Gestalt therapy and Ericksonian hypnotherapy are experiential methods of change. In Combination they can be synergistic. Psychotherapy is best when clients have a first hand experience of an alive therapeutic process. Such dynamic empowering experiences pave the way for dynamic understandings. Drs. Polster and Zeig will engage with each other and the participants to examine commonalities and differences in their work.
A major challenge for any skills-oriented intervention is the issue of treatment generalization. Psychotherapists cannot just “train and hope” for transfer. In this presentation, Dr. Meichenbaum will discuss and demonstrate what needs to be done before, during and after interventions to make them more effective. He will discuss specific steps that psychotherapists should take to increase the likelihood of maintenance and generalization across settings and across response domains.
EMDR has been used worldwide over the past decade as an empirically validated trauma treatment. During that time, it has become clear that it is possible to simultaneously alleviate suffering, help stop the cycle of violence, and address the devastating effects of trans-generational transmission. The clinical implications for simple symptom reduction versus personal growth and resiliency will be explored.
Dr. Kernberg will present prognostically unfavorable indications for a psychodynamic psychotherapy of narcissistic patients, and the management of the corresponding difficulties. The description of general characteristics of narcissistic personality disorder, clinical syndromes including the diagnosis, and general principles of psychodynamic therapy for them will compliment this presentation.
Psychotherapy, an originally private medical procedure, faces two immediate challenges: 1) an asocial pharmaceutical ethos and 2) its own populist success, which now call out for a more inclusive format. The latter represents a growing option for life-long large groups tapping the innermost sensibilities of people and creating the embodiment of belonging.
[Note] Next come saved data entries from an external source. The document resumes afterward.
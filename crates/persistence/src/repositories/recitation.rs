//! Recitation count and recitation time repositories.

use sqlx::PgPool;
use uuid::Uuid;

use crate::entities::{RecitationCountEntity, RecitationTimeEntity};
use crate::metrics::QueryTimer;

/// Repository for recitation_counts.
#[derive(Clone)]
pub struct RecitationCountRepository {
    pool: PgPool,
}

impl RecitationCountRepository {
    pub fn new(pool: PgPool) -> Self {
        Self { pool }
    }

    pub async fn create(
        &self,
        count_value: i32,
        description: Option<&str>,
    ) -> Result<RecitationCountEntity, sqlx::Error> {
        let timer = QueryTimer::new("create_recitation_count");
        let result = sqlx::query_as::<_, RecitationCountEntity>(
            r#"
            INSERT INTO recitation_counts (count_value, description)
            VALUES ($1, $2)
            RETURNING id, count_value, description, created_at
            "#,
        )
        .bind(count_value)
        .bind(description)
        .fetch_one(&self.pool)
        .await;
        timer.record();
        result
    }

    pub async fn find_by_id(&self, id: Uuid) -> Result<Option<RecitationCountEntity>, sqlx::Error> {
        let timer = QueryTimer::new("find_recitation_count_by_id");
        let result = sqlx::query_as::<_, RecitationCountEntity>(
            "SELECT id, count_value, description, created_at FROM recitation_counts WHERE id = $1",
        )
        .bind(id)
        .fetch_optional(&self.pool)
        .await;
        timer.record();
        result
    }

    /// All counts, smallest first.
    pub async fn list(&self) -> Result<Vec<RecitationCountEntity>, sqlx::Error> {
        let timer = QueryTimer::new("list_recitation_counts");
        let result = sqlx::query_as::<_, RecitationCountEntity>(
            r#"
            SELECT id, count_value, description, created_at
            FROM recitation_counts
            ORDER BY count_value, created_at
            "#,
        )
        .fetch_all(&self.pool)
        .await;
        timer.record();
        result
    }

    pub async fn update(
        &self,
        id: Uuid,
        count_value: Option<i32>,
        description: Option<&str>,
    ) -> Result<Option<RecitationCountEntity>, sqlx::Error> {
        let timer = QueryTimer::new("update_recitation_count");
        let result = sqlx::query_as::<_, RecitationCountEntity>(
            r#"
            UPDATE recitation_counts
            SET
                count_value = COALESCE($2, count_value),
                description = COALESCE($3, description)
            WHERE id = $1
            RETURNING id, count_value, description, created_at
            "#,
        )
        .bind(id)
        .bind(count_value)
        .bind(description)
        .fetch_optional(&self.pool)
        .await;
        timer.record();
        result
    }

    pub async fn delete(&self, id: Uuid) -> Result<u64, sqlx::Error> {
        let timer = QueryTimer::new("delete_recitation_count");
        let result = sqlx::query("DELETE FROM recitation_counts WHERE id = $1")
            .bind(id)
            .execute(&self.pool)
            .await;
        timer.record();
        result.map(|r| r.rows_affected())
    }

    pub async fn count(&self) -> Result<i64, sqlx::Error> {
        let timer = QueryTimer::new("count_recitation_counts");
        let result = sqlx::query_scalar::<_, i64>("SELECT COUNT(*) FROM recitation_counts")
            .fetch_one(&self.pool)
            .await;
        timer.record();
        result
    }
}

/// Repository for recitation_times.
#[derive(Clone)]
pub struct RecitationTimeRepository {
    pool: PgPool,
}

impl RecitationTimeRepository {
    pub fn new(pool: PgPool) -> Self {
        Self { pool }
    }

    pub async fn create(
        &self,
        name: &str,
        description: Option<&str>,
    ) -> Result<RecitationTimeEntity, sqlx::Error> {
        let timer = QueryTimer::new("create_recitation_time");
        let result = sqlx::query_as::<_, RecitationTimeEntity>(
            r#"
            INSERT INTO recitation_times (name, description)
            VALUES ($1, $2)
            RETURNING id, name, description, created_at
            "#,
        )
        .bind(name)
        .bind(description)
        .fetch_one(&self.pool)
        .await;
        timer.record();
        result
    }

    pub async fn find_by_id(&self, id: Uuid) -> Result<Option<RecitationTimeEntity>, sqlx::Error> {
        let timer = QueryTimer::new("find_recitation_time_by_id");
        let result = sqlx::query_as::<_, RecitationTimeEntity>(
            "SELECT id, name, description, created_at FROM recitation_times WHERE id = $1",
        )
        .bind(id)
        .fetch_optional(&self.pool)
        .await;
        timer.record();
        result
    }

    pub async fn list(&self) -> Result<Vec<RecitationTimeEntity>, sqlx::Error> {
        let timer = QueryTimer::new("list_recitation_times");
        let result = sqlx::query_as::<_, RecitationTimeEntity>(
            "SELECT id, name, description, created_at FROM recitation_times ORDER BY name",
        )
        .fetch_all(&self.pool)
        .await;
        timer.record();
        result
    }

    pub async fn update(
        &self,
        id: Uuid,
        name: Option<&str>,
        description: Option<&str>,
    ) -> Result<Option<RecitationTimeEntity>, sqlx::Error> {
        let timer = QueryTimer::new("update_recitation_time");
        let result = sqlx::query_as::<_, RecitationTimeEntity>(
            r#"
            UPDATE recitation_times
            SET
                name = COALESCE($2, name),
                description = COALESCE($3, description)
            WHERE id = $1
            RETURNING id, name, description, created_at
            "#,
        )
        .bind(id)
        .bind(name)
        .bind(description)
        .fetch_optional(&self.pool)
        .await;
        timer.record();
        result
    }

    pub async fn delete(&self, id: Uuid) -> Result<u64, sqlx::Error> {
        let timer = QueryTimer::new("delete_recitation_time");
        let result = sqlx::query("DELETE FROM recitation_times WHERE id = $1")
            .bind(id)
            .execute(&self.pool)
            .await;
        timer.record();
        result.map(|r| r.rows_affected())
    }

    pub async fn count(&self) -> Result<i64, sqlx::Error> {
        let timer = QueryTimer::new("count_recitation_times");
        let result = sqlx::query_scalar::<_, i64>("SELECT COUNT(*) FROM recitation_times")
            .fetch_one(&self.pool)
            .await;
        timer.record();
        result
    }
}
Revolutionary research in neuroscience and functional genomics documents show experiences of 1) Novelty, 2) Environmental Enrichment, and 3) Exercise (both mental and physical) can optimize gene expression, brain plasticity and mindbody healing during therapeutic hypnosis and meditation.
This presentation addresses how otherwise good people can do cruel things. They do so through selective disengagement of moral self-sanctions from inhumane conduct. At the behavior locus, worthy ends are used to sanctify harmful means by social and moral justification. At the agency locus, people obscure personal responsibility by displacement and diffusion of responsibility. At the outcomes locus, the detrimental social effects of one’s actions are ignored, minimized, or disrupted. At the victim locus, perpetrators dehumanize and blame recipients for bringing the maltreatment on themselves. These mechanisms operate at both individual and social systems levels. Disengagement of moral agency is illustrated in the workings of the corporate world, terrorism, the use of military force, application of the death penalty, and in ecological destruction that is heating the planet and making it less habitable.
DSM-V will likely organize groups of disorders, including emotional disorders, along some as yet undecided dimensions. One possible scheme will be presented that collapses current DSM-IV emotional disorders into a single unified consideration of the dimensional severity of fundamental temperaments and key features shared, to some extent, by most emotional disorders with implications for psychological interventions.
Science measures, art impacts. We will study methods of impact used in various arts, including painting, music, writing, movies and dance. These methods can be applied in therapy where they can provide impact, making clinical work more experiential, more effective. A model will be offered and explained.
An expanded understanding of the suicidal urge, and reasoning, belongs to the capability of any therapist, since suicide is always a human potential. The therapist needs to come to terms with his/her own suicidal urges, fears and fantasies, and ideas of death as well. Objective reports – diagnosis, demographics, age groups, psychological situation, social history, personal styles, etc. may or may not help the practitioner in encountering the client’s risk of suicide.